Every now and then I like to go off-piste and look at issues
in the world of football, partly because it interests me but also because it is
an area ripe for economic analysis (bear with me on this, there is some
economics in here). A couple of years ago, I looked at the financial position of Newcastle United, the club I support. I reluctantly concluded
that although the financial model adopted by the owner Mike Ashley was
condemning the club to mediocrity, this was consistent with a strategy in which
the owner had no incentive to spend huge sums of money for no guaranteed reward.
However, this was inconsistent with the demands of fans who want to see the
club spend money in order to challenge for trophies, rather than simply making
up the numbers. Perhaps the relationship between owner and fans can be seen as
a principal-agent problem in which the owners’ actions on behalf of the club impact directly on the fans.
The news earlier this year that a Saudi Arabian consortium was interested in buying the club was welcomed by fans who hoped that it would allow Newcastle to challenge for trophies on the domestic, and perhaps even European, stage. The group included Saudi Arabia's sovereign wealth fund PIF thus making a direct link to the Saudi government whose record on human rights is, to say the least, questionable. This posed an ethical dilemma for me. Obviously I want my club to be successful which would have been enabled by the funds PIF has at its disposal. Against that I am uncomfortable with the links to a government deemed by Amnesty International as repressive. As it happens, the dilemma was resolved yesterday when the consortium withdrew its bid for the club.
It appears that the Premier League (PL) had dragged its feet in applying the “fit and proper person” test to the prospective owners and 17 weeks after the bid was submitted, the consortium simply lost patience. Quite rightly the PL wanted to determine the precise links between the consortium and the Saudi government. It needed assurances about who would have control (who is the beneficial owner), where funding would come from and who would appoint the board. In the absence of clarification, the PL’s rules prevented it from sanctioning the deal. On the surface, you might think that this was a case of good governance in action. But the PL – and indeed the English Football League, which governs lower leagues in England – has a murky record. Consider these examples:
The news earlier this year that a Saudi Arabian consortium was interested in buying the club was welcomed by fans who hoped that it would allow Newcastle to challenge for trophies on the domestic, and perhaps even European, stage. The group included Saudi Arabia's sovereign wealth fund PIF thus making a direct link to the Saudi government whose record on human rights is, to say the least, questionable. This posed an ethical dilemma for me. Obviously I want my club to be successful which would have been enabled by the funds PIF has at its disposal. Against that I am uncomfortable with the links to a government deemed by Amnesty International as repressive. As it happens, the dilemma was resolved yesterday when the consortium withdrew its bid for the club.

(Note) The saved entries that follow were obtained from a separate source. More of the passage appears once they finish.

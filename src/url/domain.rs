use url::Url;

/// Extracts the host from a URL
///
/// This function retrieves the host portion of a URL and converts it to lowercase.
/// If the URL has no host (which shouldn't happen for valid HTTP(S) URLs), it returns None.
///
/// # Examples
///
/// ```
/// use url::Url;
/// use webcrawler::url::extract_host;
///
/// let url = Url::parse("https://EXAMPLE.COM/path").unwrap();
/// assert_eq!(extract_host(&url), Some("example.com".to_string()));
/// ```
pub fn extract_host(url: &Url) -> Option<String> {
    url.host_str().map(|h| h.to_lowercase())
}

/// Extracts the host from URL text, if it parses
pub fn host_of(url: &str) -> Option<String> {
    Url::parse(url).ok().as_ref().and_then(extract_host)
}
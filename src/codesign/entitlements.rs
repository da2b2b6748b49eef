//! Entitlements relevant to library loading.

use plist::Dictionary;
use serde::Serialize;
use tracing::{debug, warn};

pub const DISABLE_LIBRARY_VALIDATION: &str = "com.apple.security.cs.disable-library-validation";
pub const ALLOW_DYLD_ENVIRONMENT_VARIABLES: &str =
    "com.apple.security.cs.allow-dyld-environment-variables";

/// Entitlement keys read from the embedded XML entitlements plist.
#[derive(Debug, Clone, Copy, Default, PartialEq, Eq, Serialize)]
pub struct Entitlements {
    /// `com.apple.security.cs.disable-library-validation`
    pub disable_library_validation: bool,

    /// `com.apple.security.cs.allow-dyld-environment-variables`
    pub allow_dyld_environment_variables: bool,
}

/// A key is granted only when it holds a boolean `true`.
fn granted(dict: &Dictionary, key: &str) -> bool {
    match dict.get(key) {
        Some(value) => value.as_boolean().unwrap_or_else(|| {
            debug!(key, "Ignoring non-boolean entitlement");
            false
        }),
        None => false,
    }
}

impl Entitlements {
    /// Decode an entitlements plist (XML or binary).
    ///
    /// Keys are read independently, so a malformed value under one key
    /// never hides another.
    pub fn from_plist(data: &[u8]) -> Result<Self, plist::Error> {
        let dict: Dictionary = plist::from_bytes(data)?;
        Ok(Self::from_dictionary(&dict))
    }

    pub fn from_dictionary(dict: &Dictionary) -> Self {
        Self {
            disable_library_validation: granted(dict, DISABLE_LIBRARY_VALIDATION),
            allow_dyld_environment_variables: granted(dict, ALLOW_DYLD_ENVIRONMENT_VARIABLES),
        }
    }

    /// Decode an entitlements plist, treating malformed data as empty.
    pub fn from_plist_lenient(data: &[u8]) -> Self {
        Self::from_plist(data).unwrap_or_else(|e| {
            warn!(error = %e, "Ignoring malformed entitlements plist");
            Self::default()
        })
    }
}
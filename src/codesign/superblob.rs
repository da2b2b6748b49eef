//! Embedded code-signature (SuperBlob) reader.
//!
//! Layout, all fields big-endian:
//!
//! ```text
//! SuperBlob   magic 0xfade0cc0 | length | count | count × (slot type, offset)
//! CodeDir     magic 0xfade0c02 | length | version | flags | ...
//! Entitlements magic 0xfade7171 | length | XML plist bytes
//! ```
//!
//! Offsets in the index are relative to the start of the SuperBlob.

use thiserror::Error;
use tracing::warn;

pub const CSMAGIC_EMBEDDED_SIGNATURE: u32 = 0xfade0cc0;
pub const CSMAGIC_CODEDIRECTORY: u32 = 0xfade0c02;
pub const CSMAGIC_EMBEDDED_ENTITLEMENTS: u32 = 0xfade7171;

pub const CSSLOT_CODEDIRECTORY: u32 = 0x0000;
pub const CSSLOT_ENTITLEMENTS: u32 = 0x0005;
pub const CSSLOT_ALTERNATE_CODEDIRECTORIES: u32 = 0x1000;
pub const CSSLOT_ALTERNATE_CODEDIRECTORY_MAX: u32 = 5;

const SUPERBLOB_HEADER_SIZE: usize = 12;
const BLOB_INDEX_SIZE: usize = 8;
const BLOB_HEADER_SIZE: usize = 8;
const CODEDIRECTORY_FLAGS_OFFSET: usize = 12;

#[derive(Error, Debug, PartialEq, Eq)]
pub enum SignatureError {
    #[error("bad SuperBlob magic {found:#010x}")]
    BadMagic { found: u32 },

    #[error("signature truncated: {what} at offset {offset}")]
    Truncated { what: &'static str, offset: usize },
}

/// The parts of an embedded signature the policy evaluator needs.
#[derive(Debug, Clone, Default, PartialEq, Eq)]
pub struct EmbeddedSignature {
    /// CodeDirectory flags; `None` when no CodeDirectory is present
    pub flags: Option<u32>,
    /// Raw XML entitlements plist
    pub entitlements: Option<Vec<u8>>,
}

fn read_be_u32(data: &[u8], off: usize) -> Option<u32> {
    let b = data.get(off..off.checked_add(4)?)?;
    Some(u32::from_be_bytes([b[0], b[1], b[2], b[3]]))
}

/// Payload of an entitlements blob, or `None` if its length is out of range.
fn entitlements_payload(blob: &[u8], offset: usize, len: usize) -> Option<&[u8]> {
    if len < BLOB_HEADER_SIZE {
        return None;
    }
    blob.get(offset + BLOB_HEADER_SIZE..offset.checked_add(len)?)
}

fn is_code_directory_slot(slot: u32) -> bool {
    slot == CSSLOT_CODEDIRECTORY
        || (CSSLOT_ALTERNATE_CODEDIRECTORIES
            ..CSSLOT_ALTERNATE_CODEDIRECTORIES + CSSLOT_ALTERNATE_CODEDIRECTORY_MAX)
            .contains(&slot)
}

/// Parse the SuperBlob referenced by `LC_CODE_SIGNATURE`.
///
/// The primary CodeDirectory (slot 0) is authoritative for flags; an
/// alternate CodeDirectory is used only when slot 0 is absent.
pub fn parse_embedded_signature(data: &[u8]) -> Result<EmbeddedSignature, SignatureError> {
    let truncated = |what, offset| SignatureError::Truncated { what, offset };

    let magic = read_be_u32(data, 0).ok_or(truncated("SuperBlob header", 0))?;
    if magic != CSMAGIC_EMBEDDED_SIGNATURE {
        return Err(SignatureError::BadMagic { found: magic });
    }
    let length = read_be_u32(data, 4).ok_or(truncated("SuperBlob header", 4))? as usize;
    let count = read_be_u32(data, 8).ok_or(truncated("SuperBlob header", 8))? as usize;
    let blob = &data[..length.min(data.len())];

    let mut signature = EmbeddedSignature::default();
    let mut primary_seen = false;

    for i in 0..count {
        let entry = SUPERBLOB_HEADER_SIZE + i * BLOB_INDEX_SIZE;
        let slot = read_be_u32(blob, entry).ok_or(truncated("blob index", entry))?;
        let offset =
            read_be_u32(blob, entry + 4).ok_or(truncated("blob index", entry + 4))? as usize;

        if is_code_directory_slot(slot) {
            if primary_seen || (signature.flags.is_some() && slot != CSSLOT_CODEDIRECTORY) {
                continue;
            }
            let magic = read_be_u32(blob, offset).ok_or(truncated("CodeDirectory", offset))?;
            if magic != CSMAGIC_CODEDIRECTORY {
                continue;
            }
            let flags = read_be_u32(blob, offset + CODEDIRECTORY_FLAGS_OFFSET)
                .ok_or(truncated("CodeDirectory flags", offset))?;
            signature.flags = Some(flags);
            primary_seen = slot == CSSLOT_CODEDIRECTORY;
        } else if slot == CSSLOT_ENTITLEMENTS {
            let magic = read_be_u32(blob, offset).ok_or(truncated("entitlements", offset))?;
            if magic != CSMAGIC_EMBEDDED_ENTITLEMENTS {
                warn!(offset, magic = %format!("{magic:#010x}"), "Ignoring entitlements slot");
                continue;
            }
            let len = read_be_u32(blob, offset + 4).ok_or(truncated("entitlements", offset))?;
            match entitlements_payload(blob, offset, len as usize) {
                Some(payload) => signature.entitlements = Some(payload.to_vec()),
                None => warn!(offset, len, "Ignoring entitlements blob with bad length"),
            }
        }
    }

    Ok(signature)
}
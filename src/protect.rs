//! Classification of OS-protected directory trees.
//!
//! Paths under System Integrity Protection are not writable by an
//! unprivileged attacker. Querying SIP status precisely needs privileged,
//! OS-specific calls, so this is a prefix allow-list instead.

use serde::{Deserialize, Serialize};

/// Prefixes of directory trees treated as unwritable.
#[derive(Debug, Clone, PartialEq, Eq, Serialize, Deserialize)]
#[serde(transparent)]
pub struct ProtectedPaths {
    prefixes: Vec<String>,
}

impl Default for ProtectedPaths {
    fn default() -> Self {
        Self::new(["/System/", "/usr/"])
    }
}

impl ProtectedPaths {
    pub fn new<I, S>(prefixes: I) -> Self
    where
        I: IntoIterator<Item = S>,
        S: Into<String>,
    {
        Self {
            prefixes: prefixes.into_iter().map(Into::into).collect(),
        }
    }

    pub fn prefixes(&self) -> &[String] {
        &self.prefixes
    }

    /// True if `path` falls under one of the protected prefixes.
    pub fn is_protected(&self, path: &str) -> bool {
        self.prefixes.iter().any(|prefix| path.starts_with(prefix.as_str()))
    }
}
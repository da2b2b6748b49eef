//! Configuration for the scanner.
//!
//! Lookup tables (protected prefixes, token literals) are explicit here
//! rather than global so they can be overridden per OS release and pinned
//! in tests.

use crate::io::IoLimits;
use crate::protect::ProtectedPaths;
use crate::resolve::SymbolicTokens;
use serde::{Deserialize, Serialize};
use std::path::PathBuf;

/// Master configuration for a scan.
#[derive(Debug, Clone, PartialEq, Eq, Serialize, Deserialize)]
#[serde(default)]
pub struct ScanConfig {
    /// Directory trees never reported as hijack targets.
    pub protected: ProtectedPaths,
    /// Load-path token literals.
    pub tokens: SymbolicTokens,
    /// Limits on reading executables.
    pub io: IoLimits,
    /// Analyze applications on the rayon pool.
    pub parallel: bool,
    /// Where `scan_installed` looks for bundles (default: /Applications).
    pub applications_dir: PathBuf,
}

impl Default for ScanConfig {
    fn default() -> Self {
        Self {
            protected: ProtectedPaths::default(),
            tokens: SymbolicTokens::default(),
            io: IoLimits::default(),
            parallel: true,
            applications_dir: PathBuf::from("/Applications"),
        }
    }
}

impl ScanConfig {
    /// Load a configuration from JSON; absent fields keep their defaults.
    pub fn from_json(json: &str) -> serde_json::Result<Self> {
        serde_json::from_str(json)
    }

    pub fn to_json(&self) -> serde_json::Result<String> {
        serde_json::to_string_pretty(self)
    }
}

It appears that the Premier League (PL) had dragged its feet in applying the “fit and proper person” test to the prospective owners and 17 weeks after the bid was submitted, the consortium simply lost patience. Quite rightly the PL wanted to determine the precise links between the consortium and the Saudi government. It needed assurances about who would have control (who is the beneficial owner), where funding would come from and who would appoint the board. In the absence of clarification, the PL’s rules prevented it from sanctioning the deal. On the surface, you might think that this was a case of good governance in action. But the PL – and indeed the English Football League, which governs lower leagues in England – has a murky record. Consider these examples:
- In 2003 the PL welcomed Roman Abramovich's takeover of Chelsea FC with open arms. Not once did they publicly ask how he obtained his money. Nor did they raise the issue of money laundering, despite the fact that any business funded by funds of dubious provenance is a classic money laundering risk.
- In 2005 the PL was quite happy to allow the Glazers to purchase Man Utd, despite the fact they loaded the club with huge debts in the process. Those debts are currently valued at £0.5bn – almost 0.8% of the annual gross value added generated in Manchester.
- The PL welcomed Thaksin Shinawatra as the buyer of Man City in 2007. Thaksin, being a former PM of Thailand who was deposed in a coup, is the sort of politically exposed person whom people in finance are warned to treat carefully in any financial dealings. Thaksin then sold the club to the Abu Dhabi Investment Group, owned by a member of their royal family. The club was recently charged with breaching UEFA's financial fair play regulations (and dubiously acquitted), yet we did not hear anything from the PL on the issue.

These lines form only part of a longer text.